Supplied data section start

//! Shutdown coordination for the gateway.

use tokio::sync::broadcast;

/// Coordinator for graceful shutdown.
///
/// Holds the sending half of a broadcast channel; the server subscribes and
/// stops accepting connections once a value arrives. Tests use `trigger` to
/// stop a spawned server without process signals.
pub struct Shutdown {
    tx: broadcast::Sender<()>,
}

impl Shutdown {
    /// Create a new shutdown coordinator.
    pub fn new() -> Self {
        let (tx, _) = broadcast::channel(1);
        Self { tx }
    }

    /// Subscribe to the shutdown signal.
    pub fn subscribe(&self) -> broadcast::Receiver<()> {
        self.tx.subscribe()
    }

    /// Trigger the shutdown signal.
    pub fn trigger(&self) {
        let _ = self.tx.send(());
    }
}

impl Default for Shutdown {
    fn default() -> Self {
        Self::new()
    }
}

/// Wait for an OS shutdown signal: Ctrl+C everywhere, plus SIGTERM on Unix.
pub async fn wait_for_signal() {
    #[cfg(unix)]
    {
        use tokio::signal::unix::{signal, SignalKind};

        let mut term =
            signal(SignalKind::terminate()).expect("Failed to install SIGTERM handler");
        tokio::select! {
            _ = tokio::signal::ctrl_c() => {}
            _ = term.recv() => {}
        }
    }

    #[cfg(not(unix))]
    {
        let _ = tokio::signal::ctrl_c().await;
    }
}
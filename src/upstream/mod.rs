//! Upstream miner API subsystem.
//!
//! # Data Flow
//! ```text
//! wallet address (opaque string)
//!     → client.rs (single GET /user_address/{wallet})
//!     → upstream JSON payload (serde_json::Value, unvalidated)
//! ```
//!
//! # Design Decisions
//! - The payload is opaque: no schema types, no field filtering
//! - Exactly one outbound call per lookup; no retry, no fallback
//! - The fixed User-Agent identifies the dashboard to the upstream
//! - Failure causes are distinguished internally but collapse to one
//!   client-facing error shape at the HTTP layer

pub mod client;

pub use client::{MinerApi, UpstreamError};
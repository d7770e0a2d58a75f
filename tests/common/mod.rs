//! Shared utilities for integration testing.

use std::future::Future;
use std::net::SocketAddr;
use std::sync::Arc;

use tokio::io::{AsyncReadExt, AsyncWriteExt};
use tokio::net::TcpListener;

use miner_dashboard::config::GatewayConfig;
use miner_dashboard::{HttpServer, Shutdown};

/// Start a programmable mock upstream on an ephemeral port.
///
/// The closure receives the request path and returns (status, JSON body).
pub async fn start_mock_upstream<F, Fut>(f: F) -> SocketAddr
where
    F: Fn(String) -> Fut + Send + Sync + 'static,
    Fut: Future<Output = (u16, String)> + Send + 'static,
{
    let listener = TcpListener::bind("127.0.0.1:0").await.unwrap();
    let addr = listener.local_addr().unwrap();
    let f = Arc::new(f);

    tokio::spawn(async move {
        loop {
            match listener.accept().await {
                Ok((mut socket, _)) => {
                    let f = f.clone();
                    tokio::spawn(async move {
                        // Read the request head; upstream lookups carry no body.
                        let mut buf = Vec::new();
                        let mut chunk = [0u8; 1024];
                        loop {
                            match socket.read(&mut chunk).await {
                                Ok(0) => break,
                                Ok(n) => {
                                    buf.extend_from_slice(&chunk[..n]);
                                    if buf.windows(4).any(|w| w == b"\r\n\r\n") {
                                        break;
                                    }
                                }
                                Err(_) => return,
                            }
                        }
                        let head = String::from_utf8_lossy(&buf);
                        let path = head.split_whitespace().nth(1).unwrap_or("/").to_string();

                        let (status, body) = f(path).await;
                        let status_text = match status {
                            200 => "200 OK",
                            404 => "404 Not Found",
                            500 => "500 Internal Server Error",
                            503 => "503 Service Unavailable",
                            _ => "200 OK",
                        };

                        let response = format!(
                            "HTTP/1.1 {}\r\nContent-Type: application/json\r\nContent-Length: {}\r\nConnection: close\r\n\r\n{}",
                            status_text,
                            body.len(),
                            body
                        );
                        let _ = socket.write_all(response.as_bytes()).await;
                        let _ = socket.shutdown().await;
                    });
                }
                Err(_) => break,
            }
        }
    });

    addr
}

/// Start a gateway wired to the given upstream address.
///
/// Returns the gateway address and the shutdown handle; dropping the handle
/// leaves the server running for the rest of the test process, so keep it.
pub async fn start_gateway(upstream: SocketAddr) -> (SocketAddr, Shutdown) {
    let mut config = GatewayConfig::default();
    config.upstream.base_url = format!("http://{upstream}");

    let listener = TcpListener::bind("127.0.0.1:0").await.unwrap();
    let addr = listener.local_addr().unwrap();
    config.listener.bind_address = addr.to_string();

    let server = HttpServer::new(config).unwrap();
    let shutdown = Shutdown::new();
    let rx = shutdown.subscribe();
    tokio::spawn(async move {
        let _ = server.run(listener, rx).await;
    });

    (addr, shutdown)
}

/// A non-pooled client so connections never outlive a test.
pub fn test_client() -> reqwest::Client {
    reqwest::Client::builder()
        .pool_max_idle_per_host(0)
        .no_proxy()
        .build()
        .unwrap()
}
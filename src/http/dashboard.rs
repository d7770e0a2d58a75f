//! The embedded dashboard document.
//!
//! The page is a fixed, unparameterized asset compiled into the binary. All
//! presentation logic (sorting payouts, running totals, table rendering)
//! runs client-side against the `/api` contract, so it can change without
//! touching the server.

use axum::response::Html;

/// The dashboard markup and client script, compiled in at build time.
pub const DASHBOARD_HTML: &str = include_str!("../../assets/dashboard.html");

/// The static page response served for every non-API request.
pub fn page() -> Html<&'static str> {
    Html(DASHBOARD_HTML)
}
use thiserror::Error;

use apdu_codec::DecodeError;

use crate::channel::ChannelError;

/// Fatal failures of a host-side operation.
///
/// Device verdicts (rejection, invalid data, and so on) are not errors; they
/// come back as data in the operation's result. Every variant here either
/// violates a precondition before any device I/O, or aborts the call once
/// I/O has started.
#[derive(Debug, Error)]
pub enum ConnectError {
    #[error("no transactions to sign")]
    EmptyGroup,
    #[error("single transaction in group")]
    SingleTransactionGroup,
    #[error("too many transactions in group: {0} (maximum 16)")]
    GroupTooLarge(usize),
    #[error("no transactions were meant to be signed by the device")]
    NoSignableTransactions,
    #[error("group signing aborted at transaction {index}: {message}")]
    GroupSignAborted {
        index: usize,
        status: u16,
        message: String,
    },
    #[error("malformed transaction: {0}")]
    MalformedTransaction(String),
    #[error("declared signer does not match the device public key")]
    SignerMismatch,
    #[error("unsupported data encoding")]
    UnsupportedEncoding,
    #[error("payload does not decode under the declared encoding")]
    MalformedPayload,
    #[error("unsupported signing scope")]
    UnsupportedScope,
    #[error("signing data is not valid JSON")]
    MalformedJson,
    #[error("missing domain")]
    MissingDomain,
    #[error("missing authentication data")]
    MissingAuthenticationData,
    #[error("authentication data does not commit to the domain")]
    DomainAuthenticationFailed,
    #[error("malformed hierarchical key path: {0}")]
    MalformedKeyPath(String),
    #[error("response decode error: {0}")]
    Decode(#[from] DecodeError),
    #[error("channel error: {0}")]
    Channel(#[from] ChannelError),
}

pub type ConnectResult<T> = std::result::Result<T, ConnectError>;
//! Minimal transaction introspection for group-signing policy.
//!
//! Transactions are self-describing msgpack maps. The only field the host
//! ever interprets is the sender (`snd`); everything else is opaque and left
//! to the device to render and verify.

use serde::Deserialize;

use crate::error::{ConnectError, ConnectResult};

#[derive(Deserialize)]
struct SenderField {
    #[serde(rename = "snd")]
    sender: serde_bytes::ByteBuf,
}

/// Extracts the sender public key from an encoded transaction, hex-encoded
/// for comparison against the device key.
pub fn extract_sender_hex(txn: &[u8]) -> ConnectResult<String> {
    let fields: SenderField = rmp_serde::from_slice(txn)
        .map_err(|err| ConnectError::MalformedTransaction(err.to_string()))?;
    Ok(hex::encode(fields.sender))
}
//! Wire-level building blocks for talking to the Algorand signing device.
//!
//! This crate knows nothing about transports or orchestration: it owns the
//! APDU constants, payload chunking, the device status-code table and the
//! per-command response parsers. Everything here is pure and synchronous.

pub mod apdu;
pub mod chunk;
pub mod response;
pub mod status;

pub use apdu::{ApduCommand, CHUNK_SIZE, CLA, PK_LEN};
pub use chunk::prepare_chunks;
pub use response::{
    AddressResponse, AppInfo, DecodeError, DecodedResponse, DeviceInfo, ResponseKind, SignResult,
    VersionInfo, decode_response,
};
pub use status::StatusCode;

Supplied data section end

Directions for this task: Lines that contain "format" are to be copied from the records above.

Answer to this problem:
                        let response = format!(
    config.upstream.base_url = format!("http://{upstream}");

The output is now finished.